RECORDS FOR THIS TASK:

//! skew-bot entry point.
//!
//! Runs the inventory-skewed market maker against simulated markets.

use anyhow::Result;
use clap::Parser;
use tracing::info;

/// Inventory-skewed market maker (paper trading)
#[derive(Parser, Debug)]
#[command(version, about, long_about = None)]
struct Args {
    /// Configuration file path (can also be set via SKEW_CONFIG env var)
    #[arg(short, long)]
    config: Option<String>,
}

#[tokio::main]
async fn main() -> Result<()> {
    let args = Args::parse();

    // Config path: CLI arg > SKEW_CONFIG env var > default
    let config_path = args
        .config
        .or_else(|| std::env::var("SKEW_CONFIG").ok())
        .unwrap_or_else(|| "config/default.toml".to_string());

    let config = skew_bot::AppConfig::from_file(&config_path)?;
    skew_telemetry::init_logging(&config.telemetry.log_level)?;

    info!("Starting skew-bot v{}", env!("CARGO_PKG_VERSION"));
    info!(
        config_path = %config_path,
        instruments = config.enabled_instruments().count(),
        direction = %config.engine.direction,
        incremental = config.engine.incremental_enabled,
        "Configuration loaded"
    );

    let app = skew_bot::Application::new(config)?;
    app.run().await?;

    Ok(())
}
//! Error types for skew-core.

use thiserror::Error;

/// Core error types.
#[derive(Debug, Error)]
pub enum CoreError {
    #[error("Invalid price: {0}")]
    InvalidPrice(String),

    #[error("Invalid size: {0}")]
    InvalidSize(String),

    #[error("Invalid tick size: {0}")]
    InvalidTickSize(String),

    #[error("Decimal parse error: {0}")]
    DecimalParse(#[from] rust_decimal::Error),
}

/// Result type alias for core operations.
pub type Result<T> = std::result::Result<T, CoreError>;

TASK DETAILS:
Each record must be repeated exactly as it is.

EXERCISE RESPONSE:
//! skew-bot entry point.
//!
//! Runs the inventory-skewed market maker against simulated markets.

use anyhow::Result;
use clap::Parser;
use tracing::info;

/// Inventory-skewed market maker (paper trading)
#[derive(Parser, Debug)]
#[command(version, about, long_about = None)]
struct Args {
    /// Configuration file path (can also be set via SKEW_CONFIG env var)
    #[arg(short, long)]
    config: Option<String>,
}

#[tokio::main]
async fn main() -> Result<()> {
    let args = Args::parse();

    // Config path: CLI arg > SKEW_CONFIG env var > default
    let config_path = args
        .config
        .or_else(|| std::env::var("SKEW_CONFIG").ok())
        .unwrap_or_else(|| "config/default.toml".to_string());

    let config = skew_bot::AppConfig::from_file(&config_path)?;
    skew_telemetry::init_logging(&config.telemetry.log_level)?;

    info!("Starting skew-bot v{}", env!("CARGO_PKG_VERSION"));
    info!(
        config_path = %config_path,
        instruments = config.enabled_instruments().count(),
        direction = %config.engine.direction,
        incremental = config.engine.incremental_enabled,
        "Configuration loaded"
    );

    let app = skew_bot::Application::new(config)?;
    app.run().await?;

    Ok(())
}
//! Error types for skew-core.

use thiserror::Error;

/// Core error types.
#[derive(Debug, Error)]
pub enum CoreError {
    #[error("Invalid price: {0}")]
    InvalidPrice(String),

    #[error("Invalid size: {0}")]
    InvalidSize(String),

    #[error("Invalid tick size: {0}")]
    InvalidTickSize(String),

    #[error("Decimal parse error: {0}")]
    DecimalParse(#[from] rust_decimal::Error),
}

/// Result type alias for core operations.
pub type Result<T> = std::result::Result<T, CoreError>;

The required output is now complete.